> _The data_:

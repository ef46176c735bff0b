use std::sync::Arc;

use nf_app::compose::Composer;
use nf_app::follow::{FollowPanel, FollowToggle, NoticeKind};
use nf_app::forms::AuthForm;
use nf_app::{AuthSession, ComposeError, FollowError, Route, ValidationError};
use nf_store::{MemoryStore, TokenStore};
use nf_testkit::{Call, ScriptedApi};
use nf_types::UserLite;

#[tokio::test]
async fn test_composer_sends_trimmed_text_and_clears() {
    let api = ScriptedApi::new();
    let mut composer = Composer::new();
    composer.set_text("  hello world \n");

    let post = composer.submit(&api, "T1").await.unwrap().unwrap();

    assert_eq!(post.content, "hello world");
    assert_eq!(api.calls(), vec![Call::CreatePost("hello world".into())]);
    assert!(composer.text.is_empty());
    assert!(!composer.loading);
}

#[tokio::test]
async fn test_composer_blank_text_makes_no_call() {
    let api = ScriptedApi::new();
    let mut composer = Composer::new();
    composer.set_text("   ");

    let err = composer.submit(&api, "T1").await.unwrap_err();

    assert_eq!(err, ComposeError::Invalid(ValidationError::EmptyPost));
    assert!(api.calls().is_empty());
}

#[tokio::test]
async fn test_composer_over_limit_makes_no_call() {
    let api = ScriptedApi::new();
    let mut composer = Composer::new();
    composer.set_text("x".repeat(201));

    assert!(!composer.can_submit());
    assert!(composer.submit(&api, "T1").await.is_err());
    assert!(api.calls().is_empty());
}

#[tokio::test]
async fn test_composer_failure_keeps_text() {
    let api = ScriptedApi::new();
    api.fail_create_post("Unauthorized");
    let mut composer = Composer::new();
    composer.set_text("hi");

    assert!(composer.submit(&api, "T1").await.is_err());
    assert_eq!(composer.text, "hi");
    assert_eq!(composer.error.as_deref(), Some("Unauthorized"));
}

#[tokio::test]
async fn test_follow_panel_tracks_following() {
    let api = ScriptedApi::new();
    let mut panel = FollowPanel::new();

    panel.set_input("7");
    assert_eq!(panel.follow(&api, "T1").await, Ok(7));
    let notice = panel.notice.clone().unwrap();
    assert_eq!(notice.kind, NoticeKind::Success);
    assert_eq!(notice.text, "Successfully followed User #7");
    assert!(panel.input.is_empty());

    panel.set_input("9");
    panel.follow(&api, "T1").await.unwrap();
    assert_eq!(panel.following.iter().copied().collect::<Vec<_>>(), vec![7, 9]);

    panel.set_input("7");
    panel.unfollow(&api, "T1").await.unwrap();
    assert_eq!(panel.notice.as_ref().unwrap().text, "Successfully unfollowed User #7");
    assert_eq!(panel.following.iter().copied().collect::<Vec<_>>(), vec![9]);

    assert_eq!(
        api.calls(),
        vec![Call::Follow(7), Call::Follow(9), Call::Unfollow(7)]
    );
}

#[tokio::test]
async fn test_follow_panel_rejects_bad_input_locally() {
    let api = ScriptedApi::new();
    let mut panel = FollowPanel::new();

    panel.set_input("-2");
    let err = panel.follow(&api, "T1").await.unwrap_err();
    assert_eq!(err, FollowError::Invalid(ValidationError::InvalidUserId));
    assert_eq!(panel.notice.as_ref().unwrap().text, "Please enter a valid User ID");

    panel.set_input("");
    assert_eq!(panel.unfollow(&api, "T1").await, Err(FollowError::EmptyInput));
    assert!(api.calls().is_empty());
}

#[tokio::test]
async fn test_follow_panel_shows_server_error() {
    let api = ScriptedApi::new();
    api.fail_follow("User not found");
    let mut panel = FollowPanel::new();
    panel.set_input("42");

    assert!(panel.follow(&api, "T1").await.is_err());

    let notice = panel.notice.clone().unwrap();
    assert_eq!(notice.kind, NoticeKind::Error);
    assert_eq!(notice.text, "User not found");
    assert_eq!(panel.input, "42");
    assert!(panel.following.is_empty());
    assert!(!panel.loading);
}

#[tokio::test]
async fn test_follow_toggle_round_trip() {
    let api = ScriptedApi::new();
    let user = UserLite {
        id: 3,
        username: "carol".into(),
    };
    let mut toggle = FollowToggle::new(user, false, false);

    assert_eq!(toggle.click(&api, "T1").await, Ok(Some(true)));
    assert_eq!(toggle.click(&api, "T1").await, Ok(Some(false)));
    assert_eq!(api.calls(), vec![Call::Follow(3), Call::Unfollow(3)]);
}

#[tokio::test]
async fn test_follow_toggle_own_card() {
    let api = ScriptedApi::new();
    let user = UserLite {
        id: 1,
        username: "alice".into(),
    };
    let mut toggle = FollowToggle::new(user, false, true);

    assert_eq!(toggle.click(&api, "T1").await, Err(FollowError::OwnAccount));
    assert!(api.calls().is_empty());
}

fn session(api: &Arc<ScriptedApi>) -> AuthSession {
    AuthSession::new(api.clone(), TokenStore::new(Arc::new(MemoryStore::new())))
}

#[tokio::test]
async fn test_login_form_success_goes_to_feed() {
    let api = Arc::new(ScriptedApi::new());
    let session = session(&api);
    let mut form = AuthForm::new("alice", "secret1");

    assert_eq!(form.submit_login(&session).await, Some(Route::Feed));
    assert_eq!(form.error, None);
    assert_eq!(session.username().as_deref(), Some("alice"));
}

#[tokio::test]
async fn test_login_form_maps_errors() {
    let api = Arc::new(ScriptedApi::new());
    api.fail_login("Invalid credentials");
    let session = session(&api);
    let mut form = AuthForm::new("alice", "wrong");

    assert_eq!(form.submit_login(&session).await, None);
    assert_eq!(form.error.as_deref(), Some("Invalid username or password"));
    assert!(!form.loading);
}

#[tokio::test]
async fn test_register_form_validates_before_calling() {
    let api = Arc::new(ScriptedApi::new());
    let session = session(&api);
    let mut form = AuthForm::new("al", "secret1");

    assert_eq!(form.submit_register(&session).await, None);
    assert_eq!(form.error.as_deref(), Some("Username must be at least 3 characters"));

    form.username = "alice".into();
    form.password = "123".into();
    assert_eq!(form.submit_register(&session).await, None);
    assert_eq!(form.error.as_deref(), Some("Password must be at least 6 characters"));
    assert!(api.calls().is_empty());
}

#[tokio::test]
async fn test_register_form_duplicate_username() {
    let api = Arc::new(ScriptedApi::new());
    api.fail_register("Username already exists");
    let session = session(&api);
    let mut form = AuthForm::new("alice", "secret1");

    assert_eq!(form.submit_register(&session).await, None);
    assert_eq!(form.error.as_deref(), Some("Username already taken. Try another one"));
}

#[tokio::test]
async fn test_register_form_signs_in() {
    let api = Arc::new(ScriptedApi::new());
    let session = session(&api);
    let mut form = AuthForm::new("dave", "secret1");

    assert_eq!(form.submit_register(&session).await, Some(Route::Feed));
    assert_eq!(session.token().as_deref(), Some("token-dave"));
}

> _Directions_:
Type out the entries exactly as they appear above.

> _Task answer_:
repository ef46176c735bff0b
use std::sync::Arc;

use nf_app::compose::Composer;
use nf_app::follow::{FollowPanel, FollowToggle, NoticeKind};
use nf_app::forms::AuthForm;
use nf_app::{AuthSession, ComposeError, FollowError, Route, ValidationError};
use nf_store::{MemoryStore, TokenStore};
use nf_testkit::{Call, ScriptedApi};
use nf_types::UserLite;

#[tokio::test]
async fn test_composer_sends_trimmed_text_and_clears() {
    let api = ScriptedApi::new();
    let mut composer = Composer::new();
    composer.set_text("  hello world \n");

    let post = composer.submit(&api, "T1").await.unwrap().unwrap();

    assert_eq!(post.content, "hello world");
    assert_eq!(api.calls(), vec![Call::CreatePost("hello world".into())]);
    assert!(composer.text.is_empty());
    assert!(!composer.loading);
}

#[tokio::test]
async fn test_composer_blank_text_makes_no_call() {
    let api = ScriptedApi::new();
    let mut composer = Composer::new();
    composer.set_text("   ");

    let err = composer.submit(&api, "T1").await.unwrap_err();

    assert_eq!(err, ComposeError::Invalid(ValidationError::EmptyPost));
    assert!(api.calls().is_empty());
}

#[tokio::test]
async fn test_composer_over_limit_makes_no_call() {
    let api = ScriptedApi::new();
    let mut composer = Composer::new();
    composer.set_text("x".repeat(201));

    assert!(!composer.can_submit());
    assert!(composer.submit(&api, "T1").await.is_err());
    assert!(api.calls().is_empty());
}

#[tokio::test]
async fn test_composer_failure_keeps_text() {
    let api = ScriptedApi::new();
    api.fail_create_post("Unauthorized");
    let mut composer = Composer::new();
    composer.set_text("hi");

    assert!(composer.submit(&api, "T1").await.is_err());
    assert_eq!(composer.text, "hi");
    assert_eq!(composer.error.as_deref(), Some("Unauthorized"));
}

#[tokio::test]
async fn test_follow_panel_tracks_following() {
    let api = ScriptedApi::new();
    let mut panel = FollowPanel::new();

    panel.set_input("7");
    assert_eq!(panel.follow(&api, "T1").await, Ok(7));
    let notice = panel.notice.clone().unwrap();
    assert_eq!(notice.kind, NoticeKind::Success);
    assert_eq!(notice.text, "Successfully followed User #7");
    assert!(panel.input.is_empty());

    panel.set_input("9");
    panel.follow(&api, "T1").await.unwrap();
    assert_eq!(panel.following.iter().copied().collect::<Vec<_>>(), vec![7, 9]);

    panel.set_input("7");
    panel.unfollow(&api, "T1").await.unwrap();
    assert_eq!(panel.notice.as_ref().unwrap().text, "Successfully unfollowed User #7");
    assert_eq!(panel.following.iter().copied().collect::<Vec<_>>(), vec![9]);

    assert_eq!(
        api.calls(),
        vec![Call::Follow(7), Call::Follow(9), Call::Unfollow(7)]
    );
}

#[tokio::test]
async fn test_follow_panel_rejects_bad_input_locally() {
    let api = ScriptedApi::new();
    let mut panel = FollowPanel::new();

    panel.set_input("-2");
    let err = panel.follow(&api, "T1").await.unwrap_err();
    assert_eq!(err, FollowError::Invalid(ValidationError::InvalidUserId));
    assert_eq!(panel.notice.as_ref().unwrap().text, "Please enter a valid User ID");

    panel.set_input("");
    assert_eq!(panel.unfollow(&api, "T1").await, Err(FollowError::EmptyInput));
    assert!(api.calls().is_empty());
}

#[tokio::test]
async fn test_follow_panel_shows_server_error() {
    let api = ScriptedApi::new();
    api.fail_follow("User not found");
    let mut panel = FollowPanel::new();
    panel.set_input("42");

    assert!(panel.follow(&api, "T1").await.is_err());

    let notice = panel.notice.clone().unwrap();
    assert_eq!(notice.kind, NoticeKind::Error);
    assert_eq!(notice.text, "User not found");
    assert_eq!(panel.input, "42");
    assert!(panel.following.is_empty());
    assert!(!panel.loading);
}

#[tokio::test]
async fn test_follow_toggle_round_trip() {
    let api = ScriptedApi::new();
    let user = UserLite {
        id: 3,
        username: "carol".into(),
    };
    let mut toggle = FollowToggle::new(user, false, false);

    assert_eq!(toggle.click(&api, "T1").await, Ok(Some(true)));
    assert_eq!(toggle.click(&api, "T1").await, Ok(Some(false)));
    assert_eq!(api.calls(), vec![Call::Follow(3), Call::Unfollow(3)]);
}

#[tokio::test]
async fn test_follow_toggle_own_card() {
    let api = ScriptedApi::new();
    let user = UserLite {
        id: 1,
        username: "alice".into(),
    };
    let mut toggle = FollowToggle::new(user, false, true);

    assert_eq!(toggle.click(&api, "T1").await, Err(FollowError::OwnAccount));
    assert!(api.calls().is_empty());
}

fn session(api: &Arc<ScriptedApi>) -> AuthSession {
    AuthSession::new(api.clone(), TokenStore::new(Arc::new(MemoryStore::new())))
}

#[tokio::test]
async fn test_login_form_success_goes_to_feed() {
    let api = Arc::new(ScriptedApi::new());
    let session = session(&api);
    let mut form = AuthForm::new("alice", "secret1");

    assert_eq!(form.submit_login(&session).await, Some(Route::Feed));
    assert_eq!(form.error, None);
    assert_eq!(session.username().as_deref(), Some("alice"));
}

#[tokio::test]
async fn test_login_form_maps_errors() {
    let api = Arc::new(ScriptedApi::new());
    api.fail_login("Invalid credentials");
    let session = session(&api);
    let mut form = AuthForm::new("alice", "wrong");

    assert_eq!(form.submit_login(&session).await, None);
    assert_eq!(form.error.as_deref(), Some("Invalid username or password"));
    assert!(!form.loading);
}

#[tokio::test]
async fn test_register_form_validates_before_calling() {
    let api = Arc::new(ScriptedApi::new());
    let session = session(&api);
    let mut form = AuthForm::new("al", "secret1");

    assert_eq!(form.submit_register(&session).await, None);
    assert_eq!(form.error.as_deref(), Some("Username must be at least 3 characters"));

    form.username = "alice".into();
    form.password = "123".into();
    assert_eq!(form.submit_register(&session).await, None);
    assert_eq!(form.error.as_deref(), Some("Password must be at least 6 characters"));
    assert!(api.calls().is_empty());
}

#[tokio::test]
async fn test_register_form_duplicate_username() {
    let api = Arc::new(ScriptedApi::new());
    api.fail_register("Username already exists");
    let session = session(&api);
    let mut form = AuthForm::new("alice", "secret1");

    assert_eq!(form.submit_register(&session).await, None);
    assert_eq!(form.error.as_deref(), Some("Username already taken. Try another one"));
}

#[tokio::test]
async fn test_register_form_signs_in() {
    let api = Arc::new(ScriptedApi::new());
    let session = session(&api);
    let mut form = AuthForm::new("dave", "secret1");

    assert_eq!(form.submit_register(&session).await, Some(Route::Feed));
    assert_eq!(session.token().as_deref(), Some("token-dave"));
}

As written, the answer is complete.